Fallujah seem like a band who fly in the face of the most typical criticism levelled at tech death bands, that the technicality can sometimes get in the way of proper songs. I guess what I’m saying is that you manage to cram a lot of melody, atmosphere and hooks into your songs without sacrificing technicality. Is that a conscious choice, or just an innate part of the songwriting process? Scott: I think it’s something that took me nearly 15 years to figure out and even today I feel like I can improve immensely. To answer your question, I believe it is innate at this point. As long as the feeling and message is clear and slips into your mind with ease.

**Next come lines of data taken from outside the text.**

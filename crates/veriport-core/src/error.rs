// SPDX-License-Identifier: Apache-2.0
//
// Unified error types for Veriport.

use thiserror::Error;

/// Top-level error type for all Veriport operations.
#[derive(Debug, Error)]
pub enum VeriportError {
    // -- Camera / capture errors --
    #[error("camera permission denied")]
    PermissionDenied,

    #[error("no camera device available: {0}")]
    DeviceUnavailable(String),

    #[error("camera is in use by another application")]
    DeviceBusy,

    #[error("frame capture failed: {0}")]
    CaptureFailed(String),

    // -- Recognition errors --
    #[error("recognition timed out after {0} seconds")]
    RecognitionTimeout(u64),

    #[error("recognition engine failed: {0}")]
    RecognitionFailed(String),

    #[error("MRZ decode incomplete: {0}")]
    DecodeIncomplete(String),

    // -- Authentication errors --
    #[error("document validation failed: {0}")]
    DocumentInvalid(String),

    #[error("document appears to be a photo of a screen")]
    SpoofSuspected,

    #[error("face match score {score:.2} below threshold {threshold:.2}")]
    MatchBelowThreshold { score: f32, threshold: f32 },

    // -- Pairing errors --
    #[error("pairing session invalid: {0}")]
    SessionInvalid(String),

    #[error("paired device unreachable after {0} attempts")]
    PairingTimeout(u32),

    // -- Ambient --
    #[error("image processing failed: {0}")]
    Image(String),

    #[error("file I/O error: {0}")]
    Io(#[from] std::io::Error),

    #[error("serialization error: {0}")]
    Serialization(#[from] serde_json::Error),
}

/// Alias used throughout the codebase.
pub type Result<T> = std::result::Result<T, VeriportError>;

/// Classification of errors for retry logic.
#[derive(Debug, Clone, Copy, PartialEq, Eq, serde::Serialize, serde::Deserialize)]
pub enum ErrorClass {
    /// Timeout, blurry capture, low confidence — safe to retry the stage.
    Transient,
    /// User must take action (grant permission, free the camera, use a real document).
    UserAction,
    /// Cannot be fixed by retrying this stage.
    Permanent,
}
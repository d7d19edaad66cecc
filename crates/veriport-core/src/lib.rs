// SPDX-License-Identifier: Apache-2.0
//
// Veriport — Core types, errors, and configuration shared across all crates.

pub mod config;
pub mod error;
pub mod human_errors;
pub mod types;

pub use config::PipelineConfig;
pub use error::VeriportError;
pub use types::*;
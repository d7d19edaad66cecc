// SPDX-License-Identifier: Apache-2.0
//
// Pairing channel logic: session identity, the secondary device's bounded
// handshake announcements, and the polling consumers on both ends.
//
// # Security
//
// The secret token travels with every message but is only checked for
// presence, not cryptographically bound to the session id. Anyone who can
// read the bus can impersonate a peer. This matches the current deployment
// (single shared in-process bus); a networked bus needs the token folded
// into a MAC over each message before this channel can be trusted across
// hosts.

use std::sync::Arc;
use std::sync::atomic::{AtomicU64, Ordering};

use chrono::{DateTime, Utc};
use serde_json::{json, Value};
use tokio::sync::watch;
use tracing::{debug, info, instrument, warn};
use uuid::Uuid;
use veriport_core::config::PairingConfig;
use veriport_core::error::{Result, VeriportError};
use veriport_core::types::{PassportValidation, SessionId};

use crate::bus::MessageBus;
use crate::message::{MessageKind, PairingMessage};

/// Identity of one pairing session, shared between devices via the URL.
#[derive(Debug, Clone, PartialEq)]
pub struct PairingSession {
    pub session_id: SessionId,
    pub secret_token: String,
    pub created_at: DateTime<Utc>,
}

impl PairingSession {
    pub fn new() -> Self {
        Self {
            session_id: SessionId::new(),
            secret_token: Uuid::new_v4().simple().to_string(),
            created_at: Utc::now(),
        }
    }

    /// Reconstruct a session on the secondary device from URL parameters.
    pub fn from_parts(session_id: SessionId, secret_token: impl Into<String>) -> Self {
        Self {
            session_id,
            secret_token: secret_token.into(),
            created_at: Utc::now(),
        }
    }

    /// The URL the secondary device scans or opens.
    pub fn pairing_url(&self, base: &str) -> String {
        format!(
            "{base}?session={}&token={}",
            self.session_id, self.secret_token
        )
    }

    /// Structural validity: a non-empty id and token.
    ///
    /// This is presence checking only — see the module docs for why the
    /// token does not authenticate anything on its own.
    pub fn validate(&self) -> Result<()> {
        if self.secret_token.trim().is_empty() {
            return Err(VeriportError::SessionInvalid(
                "secret token is empty".to_string(),
            ));
        }
        Ok(())
    }
}

impl Default for PairingSession {
    fn default() -> Self {
        Self::new()
    }
}

/// Which end of the pairing this channel instance is.
#[derive(Debug, Clone, Copy, PartialEq, Eq)]
pub enum DeviceRole {
    /// The device that created the session (shows the URL).
    Primary,
    /// The device that joined via the URL (captures).
    Secondary,
}

impl DeviceRole {
    fn as_str(&self) -> &'static str {
        match self {
            Self::Primary => "primary",
            Self::Secondary => "secondary",
        }
    }
}

/// One end of a pairing session on top of a [`MessageBus`].
pub struct PairingChannel {
    bus: Arc<dyn MessageBus>,
    session: PairingSession,
    role: DeviceRole,
    config: PairingConfig,
    /// Highest bus sequence this end has consumed.
    cursor: AtomicU64,
}

impl PairingChannel {
    pub fn new(
        bus: Arc<dyn MessageBus>,
        session: PairingSession,
        role: DeviceRole,
        config: PairingConfig,
    ) -> Result<Self> {
        session.validate()?;
        Ok(Self {
            bus,
            session,
            role,
            config,
            cursor: AtomicU64::new(0),
        })
    }

    pub fn session(&self) -> &PairingSession {
        &self.session
    }

    /// Build an outgoing message, tagging object payloads with this end's
    /// role so both ends can tell counterpart traffic from their own echo.
    fn message(&self, kind: MessageKind, mut payload: Value) -> PairingMessage {
        if let Value::Object(map) = &mut payload {
            map.insert(
                "role".to_string(),
                Value::String(self.role.as_str().to_string()),
            );
        }
        PairingMessage::new(
            kind,
            self.session.session_id.to_string(),
            self.session.secret_token.clone(),
            payload,
        )
    }

    /// Announce this secondary device until the primary acknowledges.
    ///
    /// Publishes a `connected` message every announce interval, up to the
    /// configured attempt budget, watching for the primary's `connected`
    /// acknowledgement between sends. Exhaustion is the terminal
    /// [`VeriportError::PairingTimeout`]. Flipping `cancel` to `true` stops
    /// the loop without an error.
    #[instrument(skip_all, fields(session = %self.session.session_id))]
    pub async fn announce_connected(&self, cancel: &mut watch::Receiver<bool>) -> Result<bool> {
        let mut interval = tokio::time::interval(self.config.announce_interval());

        for attempt in 0..self.config.max_announce_attempts {
            tokio::select! {
                _ = interval.tick() => {}
                changed = cancel.changed() => {
                    // A dropped sender means nobody can un-cancel us.
                    if changed.is_err() {
                        info!(attempt, "cancel handle dropped; stopping announce loop");
                        return Ok(false);
                    }
                }
            }
            if *cancel.borrow() {
                info!(attempt, "announce loop cancelled");
                return Ok(false);
            }

            self.bus.publish(self.message(
                MessageKind::Connected,
                json!({ "attempt": attempt }),
            ))?;
            debug!(attempt, "announced");

            if self.peer_connected()? {
                info!(attempt, "primary acknowledged");
                return Ok(true);
            }
        }

        warn!(
            attempts = self.config.max_announce_attempts,
            "primary never acknowledged"
        );
        Err(VeriportError::PairingTimeout(
            self.config.max_announce_attempts,
        ))
    }

    /// Wait for the counterpart's `connected` announcement and acknowledge
    /// it. Used on the primary while its UI shows the pairing URL.
    #[instrument(skip_all, fields(session = %self.session.session_id))]
    pub async fn await_connection(&self, cancel: &mut watch::Receiver<bool>) -> Result<bool> {
        let mut interval = tokio::time::interval(self.config.poll_interval());

        loop {
            tokio::select! {
                _ = interval.tick() => {}
                changed = cancel.changed() => {
                    if changed.is_err() {
                        info!("cancel handle dropped; stopping wait");
                        return Ok(false);
                    }
                }
            }
            if *cancel.borrow() {
                return Ok(false);
            }

            if self.peer_connected()? {
                self.bus.publish(self.message(
                    MessageKind::Connected,
                    json!({ "ack": true }),
                ))?;
                info!("secondary connected");
                return Ok(true);
            }
        }
    }

    /// Whether the counterpart role has announced on this session.
    fn peer_connected(&self) -> Result<bool> {
        let session_id = self.session.session_id.to_string();
        let all = self.bus.fetch_after(&session_id, 0)?;
        Ok(all.iter().any(|s| {
            s.message.kind == MessageKind::Connected
                && s.message.payload["role"] != self.role.as_str()
        }))
    }

    /// Publish captured document fields to the counterpart.
    pub fn send_document(&self, payload: Value) -> Result<()> {
        self.bus
            .publish(self.message(MessageKind::Document, payload))?;
        Ok(())
    }

    /// Publish a captured face payload to the counterpart.
    pub fn send_face(&self, payload: Value) -> Result<()> {
        self.bus.publish(self.message(MessageKind::Face, payload))?;
        Ok(())
    }

    /// Publish the current validation checklist.
    pub fn send_validation_update(&self, validation: &PassportValidation) -> Result<()> {
        let payload = serde_json::to_value(validation)?;
        self.bus
            .publish(self.message(MessageKind::Validation, payload))?;
        Ok(())
    }

    /// Drain messages published since the last poll, excluding this end's
    /// own messages. Advances the internal cursor.
    pub fn poll_updates(&self) -> Result<Vec<PairingMessage>> {
        let session_id = self.session.session_id.to_string();
        let after = self.cursor.load(Ordering::SeqCst);
        let batch = self.bus.fetch_after(&session_id, after)?;

        let mut latest = after;
        let mut updates = Vec::new();
        for sequenced in batch {
            latest = latest.max(sequenced.seq);
            // Skip our own traffic; only handshake and counterpart data are
            // surfaced.
            if sequenced.message.payload["role"] == self.role.as_str() {
                continue;
            }
            updates.push(sequenced.message);
        }
        self.cursor.store(latest, Ordering::SeqCst);
        Ok(updates)
    }
}
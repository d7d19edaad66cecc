// SPDX-License-Identifier: Apache-2.0
//
// Core domain types for the Veriport verification pipeline.

use chrono::{DateTime, NaiveDate, Utc};
use serde::{Deserialize, Serialize};
use std::collections::BTreeMap;
use uuid::Uuid;

/// Unique identifier for a pairing/capture session.
#[derive(Debug, Clone, Copy, PartialEq, Eq, Hash, Serialize, Deserialize)]
pub struct SessionId(pub Uuid);

impl SessionId {
    pub fn new() -> Self {
        Self(Uuid::new_v4())
    }
}

impl Default for SessionId {
    fn default() -> Self {
        Self::new()
    }
}

impl std::fmt::Display for SessionId {
    fn fmt(&self, f: &mut std::fmt::Formatter<'_>) -> std::fmt::Result {
        write!(f, "{}", self.0)
    }
}

/// A still frame captured from a camera.
///
/// The buffer is tightly packed RGBA, row-major, 4 bytes per pixel. A frame
/// is immutable once produced and owned exclusively by the stage that
/// produced it until handed to the next stage.
#[derive(Debug, Clone, PartialEq)]
pub struct RawFrame {
    pub width: u32,
    pub height: u32,
    /// RGBA samples, length = width * height * 4.
    pub rgba: Vec<u8>,
    pub captured_at: DateTime<Utc>,
}

impl RawFrame {
    /// Construct a frame, verifying the buffer length matches the geometry.
    pub fn new(width: u32, height: u32, rgba: Vec<u8>) -> Option<Self> {
        if rgba.len() != (width as usize) * (height as usize) * 4 {
            return None;
        }
        Some(Self {
            width,
            height,
            rgba,
            captured_at: Utc::now(),
        })
    }

    /// A frame filled with a single RGBA color (tests and fixtures).
    pub fn filled(width: u32, height: u32, pixel: [u8; 4]) -> Self {
        let mut rgba = Vec::with_capacity((width as usize) * (height as usize) * 4);
        for _ in 0..(width as usize) * (height as usize) {
            rgba.extend_from_slice(&pixel);
        }
        Self {
            width,
            height,
            rgba,
            captured_at: Utc::now(),
        }
    }

    /// RGBA sample at (x, y). Panics if out of bounds — callers iterate
    /// within `width`/`height`.
    pub fn pixel(&self, x: u32, y: u32) -> [u8; 4] {
        let idx = ((y as usize) * (self.width as usize) + (x as usize)) * 4;
        [
            self.rgba[idx],
            self.rgba[idx + 1],
            self.rgba[idx + 2],
            self.rgba[idx + 3],
        ]
    }
}

/// Sex as recorded in the MRZ.
#[derive(Debug, Clone, Copy, PartialEq, Eq, Serialize, Deserialize)]
pub enum Sex {
    Female,
    Male,
    /// `<` or `X` in the MRZ.
    Unspecified,
}

impl Sex {
    pub fn from_mrz_char(c: char) -> Self {
        match c {
            'F' => Self::Female,
            'M' => Self::Male,
            _ => Self::Unspecified,
        }
    }

    pub fn as_mrz_char(&self) -> char {
        match self {
            Self::Female => 'F',
            Self::Male => 'M',
            Self::Unspecified => '<',
        }
    }
}

/// Structured fields decoded from a passport MRZ.
///
/// Produced only by the MRZ decoder. Every populated field has passed its
/// checksum or structural check, or appears in [`MrzDecode::unverified`]
/// (fields are retained but flagged rather than discarded).
#[derive(Debug, Clone, PartialEq, Serialize, Deserialize)]
pub struct DocumentFields {
    /// Document type letter(s), e.g. "P" for passport.
    pub document_type: String,
    /// Three-letter issuing state code.
    pub issuing_country: String,
    /// Surname and given names, filler characters collapsed to spaces.
    pub name: String,
    /// Document number with fillers stripped.
    pub document_number: String,
    /// Three-letter nationality code.
    pub nationality: String,
    /// Date of birth as YYMMDD.
    pub date_of_birth: String,
    pub sex: Sex,
    /// Date of expiry as YYMMDD.
    pub date_of_expiry: String,
    /// Optional personal number / optional data field.
    pub personal_number: Option<String>,
}

/// The individual MRZ fields that carry their own check digit or structural
/// rule. Used to flag partial-decode failures.
#[derive(Debug, Clone, Copy, PartialEq, Eq, Serialize, Deserialize)]
pub enum MrzField {
    DocumentNumber,
    DateOfBirth,
    DateOfExpiry,
    PersonalNumber,
    Composite,
}

impl std::fmt::Display for MrzField {
    fn fmt(&self, f: &mut std::fmt::Formatter<'_>) -> std::fmt::Result {
        let s = match self {
            Self::DocumentNumber => "document number",
            Self::DateOfBirth => "date of birth",
            Self::DateOfExpiry => "date of expiry",
            Self::PersonalNumber => "personal number",
            Self::Composite => "composite",
        };
        f.write_str(s)
    }
}

/// Result of decoding an MRZ block: the fields plus which ones failed
/// their check digit.
#[derive(Debug, Clone, PartialEq, Serialize, Deserialize)]
pub struct MrzDecode {
    pub fields: DocumentFields,
    /// Fields whose check digit did not verify. Values are retained.
    pub unverified: Vec<MrzField>,
    /// Human-readable decode problems (for the UI checklist).
    pub errors: Vec<String>,
}

impl MrzDecode {
    /// True when every checked field verified.
    pub fn fully_verified(&self) -> bool {
        self.unverified.is_empty()
    }
}

/// The required elements a capture attempt is checked against.
#[derive(Debug, Clone, Copy, PartialEq, Eq, PartialOrd, Ord, Serialize, Deserialize)]
#[serde(rename_all = "camelCase")]
pub enum ElementKey {
    Mrz,
    PassportNumber,
    DocumentType,
    Country,
    Name,
    Dob,
    Expiry,
    Photo,
}

impl ElementKey {
    /// All element keys, in checklist order.
    pub const ALL: [ElementKey; 8] = [
        ElementKey::Mrz,
        ElementKey::PassportNumber,
        ElementKey::DocumentType,
        ElementKey::Country,
        ElementKey::Name,
        ElementKey::Dob,
        ElementKey::Expiry,
        ElementKey::Photo,
    ];
}

/// Detection status of a single required element.
#[derive(Debug, Clone, Default, PartialEq, Serialize, Deserialize)]
pub struct ElementStatus {
    pub detected: bool,
    /// Clamped to [0, 1]; when `detected` is true, floor-clamped to the
    /// configured detected-confidence band so detected=true never coexists
    /// with a near-zero confidence.
    pub confidence: f32,
    pub value: Option<String>,
}

impl ElementStatus {
    pub fn detected(confidence: f32, value: impl Into<Option<String>>) -> Self {
        Self {
            detected: true,
            confidence,
            value: value.into(),
        }
    }

    pub fn missing() -> Self {
        Self::default()
    }
}

/// Aggregated validation of one capture attempt.
///
/// Created fresh per attempt and never mutated across attempts — a retry
/// builds a new instance.
#[derive(Debug, Clone, PartialEq, Serialize, Deserialize)]
pub struct PassportValidation {
    pub is_valid: bool,
    /// False when the anti-spoofing detector flagged a screen replay.
    pub is_real_document: bool,
    pub elements: BTreeMap<ElementKey, ElementStatus>,
    pub warnings: Vec<String>,
    pub errors: Vec<String>,
}

impl PassportValidation {
    /// A fresh validation with every element undetected.
    pub fn empty() -> Self {
        let elements = ElementKey::ALL
            .iter()
            .map(|k| (*k, ElementStatus::missing()))
            .collect();
        Self {
            is_valid: false,
            is_real_document: true,
            elements,
            warnings: Vec::new(),
            errors: Vec::new(),
        }
    }

    pub fn element(&self, key: ElementKey) -> ElementStatus {
        self.elements
            .get(&key)
            .cloned()
            .unwrap_or_else(ElementStatus::missing)
    }

    pub fn detected_count(&self) -> usize {
        self.elements.values().filter(|e| e.detected).count()
    }
}

/// Similarity between the document photo and a live face capture.
#[derive(Debug, Clone, Copy, PartialEq, Serialize, Deserialize)]
pub struct FaceMatchResult {
    /// Similarity score in [0, 1].
    pub score: f32,
}

impl FaceMatchResult {
    pub fn accepted(&self, threshold: f32) -> bool {
        self.score >= threshold
    }
}

/// Read-only projection of verified document and biometric data — the
/// input to proof generation.
#[derive(Debug, Clone, PartialEq, Serialize, Deserialize)]
pub struct Claims {
    pub name: String,
    pub date_of_birth: NaiveDate,
    pub date_of_expiry: NaiveDate,
    pub country_code: String,
    pub face_match_score: f32,
}
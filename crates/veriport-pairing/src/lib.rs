// SPDX-License-Identifier: Apache-2.0
//
// Veriport — Cross-device pairing: session identity, wire messages, the
// message bus abstraction, and the announce/poll channel logic.

pub mod bus;
pub mod channel;
pub mod message;

pub use bus::{InMemoryBus, MessageBus, Sequenced};
pub use channel::{DeviceRole, PairingChannel, PairingSession};
pub use message::{MessageKind, PairingMessage};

I mentioned earlier about live shows and touring now being a far more regular thing, although especially when it comes to international shows, we’re still seeing a lot of interruption and complications. Are you hoping to tour the record outside of the US? And while we’re at it, who are some of the up and coming bands you’d like to tour with? There have been a few really exciting bands to either appear in the tech scene in the last few years or take a big step up… Scott: We would like to take Empyrean and perform it all over the world. Hopefully places we have never been before. We can only hope the rest of the world gets back to living life. We will be there when they allow us. As far as some bands I'd like to travel with…Inferi, Entheos, Neo Obliviscaris, Arkaik, Interloper. Really appreciate you taking the time to chat, Scott. Anything you want to leave the readers with? I hope you Enjoy Empyrean. We aimed to give you a record that defines the band and its message. If you would like to support us check out our Patreon. See you soon!